◆ **Work task**: If a line in the data has the string "RecalculationListener", please show it.

◆ **Input data**:
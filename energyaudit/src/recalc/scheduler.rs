use serde::Serialize;
use std::collections::BTreeSet;
use std::sync::atomic::{AtomicBool, AtomicU64, Ordering};
use std::sync::{Arc, Mutex, MutexGuard, PoisonError, Weak};
use std::time::Duration;
use tokio::sync::broadcast;
use tokio::task::JoinHandle;
use tracing::{debug, info, warn};

use super::timer::DebounceTimer;
use super::CircuitRecalculator;
use crate::sync::CircuitChange;

#[derive(Debug, Clone, PartialEq, Eq, Serialize)]
#[serde(rename_all = "kebab-case")]
pub enum RecalcPhase {
    Idle,
    Scheduled,
    Recalculating,
    /// Last batch finished with at least one failure
    Error,
}

/// Progress notification sent to listeners at the start and end of a batch
#[derive(Debug, Clone, PartialEq, Serialize)]
#[serde(rename_all = "camelCase")]
pub struct RecalculationEvent {
    pub completed: bool,
    pub circuit_ids: Vec<String>,
    #[serde(skip_serializing_if = "Option::is_none")]
    pub error: Option<String>,
}

pub type RecalculationListener = Arc<dyn Fn(&RecalculationEvent) + Send + Sync>;

#[derive(Debug)]
struct SchedulerState {
    phase: RecalcPhase,
    enabled: bool,
    pending: BTreeSet<String>,
    last_error: Option<String>,
}

struct SchedulerInner {
    recalculator: Arc<dyn CircuitRecalculator>,
    debounce: Duration,
    state: Mutex<SchedulerState>,
    listeners: Mutex<Vec<(u64, RecalculationListener)>>,
    next_listener: AtomicU64,
    timer: DebounceTimer,
}

/// Debounced batch recalculation of edited circuits.
///
/// Edits arriving within the debounce window are coalesced; circuits in a
/// batch are processed one at a time so that disabling takes effect between
/// circuits.
#[derive(Clone)]
pub struct RecalculationScheduler {
    inner: Arc<SchedulerInner>,
}

impl RecalculationScheduler {
    pub fn new(recalculator: Arc<dyn CircuitRecalculator>, debounce: Duration) -> Self {
        Self {
            inner: Arc::new(SchedulerInner {
                recalculator,
                debounce,
                state: Mutex::new(SchedulerState {
                    phase: RecalcPhase::Idle,
                    enabled: true,
                    pending: BTreeSet::new(),
                    last_error: None,
                }),
                listeners: Mutex::new(Vec::new()),
                next_listener: AtomicU64::new(1),
                timer: DebounceTimer::new(),
            }),
        }
    }

    /// Record edited circuits and restart the debounce window
    pub fn notify_change<I, S>(&self, circuit_ids: I)
    where
        I: IntoIterator<Item = S>,
        S: Into<String>,
    {
        let mut state = self.inner.state();
        state.pending.extend(circuit_ids.into_iter().map(Into::into));
        if !state.enabled {
            debug!("Recalculation disabled, {} circuits pending", state.pending.len());
            return;
        }
        if state.phase == RecalcPhase::Recalculating {
            return;
        }
        if state.pending.is_empty() {
            return;
        }
        state.phase = RecalcPhase::Scheduled;
        drop(state);
        SchedulerInner::arm(&self.inner);
    }

    pub fn set_enabled(&self, enabled: bool) {
        let mut state = self.inner.state();
        state.enabled = enabled;
        if !enabled {
            if state.phase == RecalcPhase::Scheduled {
                self.inner.timer.cancel();
                state.phase = RecalcPhase::Idle;
            }
            return;
        }
        if !state.pending.is_empty() && state.phase != RecalcPhase::Recalculating {
            state.phase = RecalcPhase::Scheduled;
            drop(state);
            SchedulerInner::arm(&self.inner);
        }
    }

    pub fn is_enabled(&self) -> bool {
        self.inner.state().enabled
    }

    pub fn phase(&self) -> RecalcPhase {
        self.inner.state().phase.clone()
    }

    pub fn pending(&self) -> Vec<String> {
        self.inner.state().pending.iter().cloned().collect()
    }

    pub fn last_error(&self) -> Option<String> {
        self.inner.state().last_error.clone()
    }

    /// Register a listener. Registering the same `Arc` again returns a
    /// handle to the existing registration.
    pub fn add_listener(&self, listener: RecalculationListener) -> Subscription {
        let mut listeners = self.inner.listeners();
        let id = match listeners.iter().find(|(_, l)| Arc::ptr_eq(l, &listener)) {
            Some((id, _)) => *id,
            None => {
                let id = self.inner.next_listener.fetch_add(1, Ordering::Relaxed);
                listeners.push((id, listener));
                id
            }
        };
        Subscription {
            id,
            scheduler: Arc::downgrade(&self.inner),
            active: AtomicBool::new(true),
        }
    }

    pub fn listener_count(&self) -> usize {
        self.inner.listeners().len()
    }

    /// Forward engine change notifications until the channel closes or the
    /// scheduler is dropped
    pub fn watch(&self, mut changes: broadcast::Receiver<CircuitChange>) -> JoinHandle<()> {
        let weak = Arc::downgrade(&self.inner);
        tokio::spawn(async move {
            loop {
                match changes.recv().await {
                    Ok(change) => {
                        let Some(inner) = weak.upgrade() else { break };
                        RecalculationScheduler { inner }.notify_change(change.circuit_ids);
                    }
                    Err(broadcast::error::RecvError::Lagged(skipped)) => {
                        warn!("Recalculation watcher lagged, {} change notifications dropped", skipped);
                    }
                    Err(broadcast::error::RecvError::Closed) => break,
                }
            }
        })
    }
}

impl SchedulerInner {
    fn state(&self) -> MutexGuard<'_, SchedulerState> {
        self.state.lock().unwrap_or_else(PoisonError::into_inner)
    }

    fn listeners(&self) -> MutexGuard<'_, Vec<(u64, RecalculationListener)>> {
        self.listeners.lock().unwrap_or_else(PoisonError::into_inner)
    }

    fn arm(this: &Arc<Self>) {
        let weak = Arc::downgrade(this);
        this.timer.schedule(this.debounce, move || {
            if let Some(inner) = weak.upgrade() {
                tokio::spawn(SchedulerInner::run_batch(inner));
            }
        });
    }

    fn emit(&self, event: &RecalculationEvent) {
        let listeners: Vec<RecalculationListener> = self.listeners().iter().map(|(_, l)| l.clone()).collect();
        for listener in listeners {
            listener(event);
        }
    }

    async fn run_batch(inner: Arc<SchedulerInner>) {
        let batch: Vec<String> = {
            let mut state = inner.state();
            if !state.enabled || state.phase == RecalcPhase::Recalculating {
                return;
            }
            if state.pending.is_empty() {
                state.phase = RecalcPhase::Idle;
                return;
            }
            state.phase = RecalcPhase::Recalculating;
            std::mem::take(&mut state.pending).into_iter().collect()
        };

        info!("Recalculating {} circuits", batch.len());
        inner.emit(&RecalculationEvent {
            completed: false,
            circuit_ids: batch.clone(),
            error: None,
        });

        let mut attempted = Vec::with_capacity(batch.len());
        let mut errors = Vec::new();
        for (idx, circuit_id) in batch.iter().enumerate() {
            let enabled = inner.state().enabled;
            if !enabled {
                let mut state = inner.state();
                state.pending.extend(batch[idx..].iter().cloned());
                debug!("Recalculation disabled mid-batch, {} circuits deferred", batch.len() - idx);
                break;
            }
            if let Err(e) = inner.recalculator.recalculate(circuit_id).await {
                warn!("Recalculation of {} failed: {}", circuit_id, e);
                errors.push(format!("{}: {}", circuit_id, e));
            }
            attempted.push(circuit_id.clone());
        }

        let error = if errors.is_empty() {
            None
        } else {
            Some(errors.join("; "))
        };
        let reschedule = {
            let mut state = inner.state();
            state.phase = if error.is_some() {
                RecalcPhase::Error
            } else {
                RecalcPhase::Idle
            };
            state.last_error = error.clone();
            if state.enabled && !state.pending.is_empty() {
                state.phase = RecalcPhase::Scheduled;
                true
            } else {
                false
            }
        };

        inner.emit(&RecalculationEvent {
            completed: true,
            circuit_ids: attempted,
            error,
        });

        if reschedule {
            SchedulerInner::arm(&inner);
        }
    }
}

/// Handle to a registered listener; dropping it unregisters the listener
pub struct Subscription {
    id: u64,
    scheduler: Weak<SchedulerInner>,
    active: AtomicBool,
}

impl Subscription {
    /// Remove the listener. Returns false if it was already removed.
    pub fn unsubscribe(&self) -> bool {
        if !self.active.swap(false, Ordering::SeqCst) {
            return false;
        }
        let Some(inner) = self.scheduler.upgrade() else {
            return false;
        };
        let mut listeners = inner.listeners();
        let before = listeners.len();
        listeners.retain(|(id, _)| *id != self.id);
        listeners.len() != before
    }
}

impl Drop for Subscription {
    fn drop(&mut self) {
        self.unsubscribe();
    }
}

#[cfg(test)]
mod tests {
    use super::*;
    use crate::recalc::RecalculationError;
    use async_trait::async_trait;

    #[derive(Default)]
    struct Recorder {
        calls: Mutex<Vec<String>>,
        fail: Option<String>,
    }

    #[async_trait]
    impl CircuitRecalculator for Recorder {
        async fn recalculate(&self, circuit_id: &str) -> Result<(), RecalculationError> {
            self.calls.lock().unwrap().push(circuit_id.to_string());
            if self.fail.as_deref() == Some(circuit_id) {
                return Err(RecalculationError::UnknownCircuit(circuit_id.to_string()));
            }
            Ok(())
        }
    }

    fn scheduler(recorder: Arc<Recorder>) -> RecalculationScheduler {
        RecalculationScheduler::new(recorder, Duration::from_millis(750))
    }

    #[tokio::test(start_paused = true)]
    async fn test_debounce_coalesces_edits() {
        let recorder = Arc::new(Recorder::default());
        let scheduler = scheduler(recorder.clone());

        scheduler.notify_change(["P-1-L1"]);
        tokio::time::sleep(Duration::from_millis(300)).await;
        scheduler.notify_change(["P-1-L2", "P-1-L1"]);
        assert_eq!(scheduler.phase(), RecalcPhase::Scheduled);

        tokio::time::sleep(Duration::from_millis(500)).await;
        assert!(recorder.calls.lock().unwrap().is_empty());

        tokio::time::sleep(Duration::from_millis(500)).await;
        assert_eq!(*recorder.calls.lock().unwrap(), vec!["P-1-L1", "P-1-L2"]);
        assert_eq!(scheduler.phase(), RecalcPhase::Idle);
    }

    #[tokio::test(start_paused = true)]
    async fn test_listener_events_and_errors() {
        let recorder = Arc::new(Recorder {
            fail: Some("bad".to_string()),
            ..Recorder::default()
        });
        let scheduler = scheduler(recorder);
        let seen: Arc<Mutex<Vec<RecalculationEvent>>> = Arc::default();
        let sink = seen.clone();
        let listener: RecalculationListener = Arc::new(move |e: &RecalculationEvent| {
            sink.lock().unwrap().push(e.clone());
        });
        let _first = scheduler.add_listener(listener.clone());
        let _second = scheduler.add_listener(listener);
        assert_eq!(scheduler.listener_count(), 1);

        scheduler.notify_change(["bad", "good"]);
        tokio::time::sleep(Duration::from_secs(1)).await;

        let seen = seen.lock().unwrap();
        assert_eq!(seen.len(), 2);
        assert!(!seen[0].completed);
        assert!(seen[1].completed);
        assert!(seen[1].error.as_deref().unwrap_or_default().contains("bad"));
        assert_eq!(scheduler.phase(), RecalcPhase::Error);
    }

    #[tokio::test(start_paused = true)]
    async fn test_disable_cancels_scheduled_batch() {
        let recorder = Arc::new(Recorder::default());
        let scheduler = scheduler(recorder.clone());

        scheduler.notify_change(["P-1"]);
        scheduler.set_enabled(false);
        assert_eq!(scheduler.phase(), RecalcPhase::Idle);
        tokio::time::sleep(Duration::from_secs(2)).await;
        assert!(recorder.calls.lock().unwrap().is_empty());
        assert_eq!(scheduler.pending(), vec!["P-1"]);

        scheduler.set_enabled(true);
        tokio::time::sleep(Duration::from_secs(1)).await;
        assert_eq!(*recorder.calls.lock().unwrap(), vec!["P-1"]);
        assert!(scheduler.pending().is_empty());
    }

    #[tokio::test]
    async fn test_unsubscribe_is_idempotent() {
        let scheduler = scheduler(Arc::new(Recorder::default()));
        let sub = scheduler.add_listener(Arc::new(|_: &RecalculationEvent| {}));
        assert_eq!(scheduler.listener_count(), 1);
        assert!(sub.unsubscribe());
        assert!(!sub.unsubscribe());
        assert_eq!(scheduler.listener_count(), 0);

        {
            let _sub = scheduler.add_listener(Arc::new(|_: &RecalculationEvent| {}));
            assert_eq!(scheduler.listener_count(), 1);
        }
        assert_eq!(scheduler.listener_count(), 0);
    }
}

◆ **Exercise output**:
pub type RecalculationListener = Arc<dyn Fn(&RecalculationEvent) + Send + Sync>;
    listeners: Mutex<Vec<(u64, RecalculationListener)>>,
    pub fn add_listener(&self, listener: RecalculationListener) -> Subscription {
    fn listeners(&self) -> MutexGuard<'_, Vec<(u64, RecalculationListener)>> {
        let listeners: Vec<RecalculationListener> = self.listeners().iter().map(|(_, l)| l.clone()).collect();
        let listener: RecalculationListener = Arc::new(move |e: &RecalculationEvent| {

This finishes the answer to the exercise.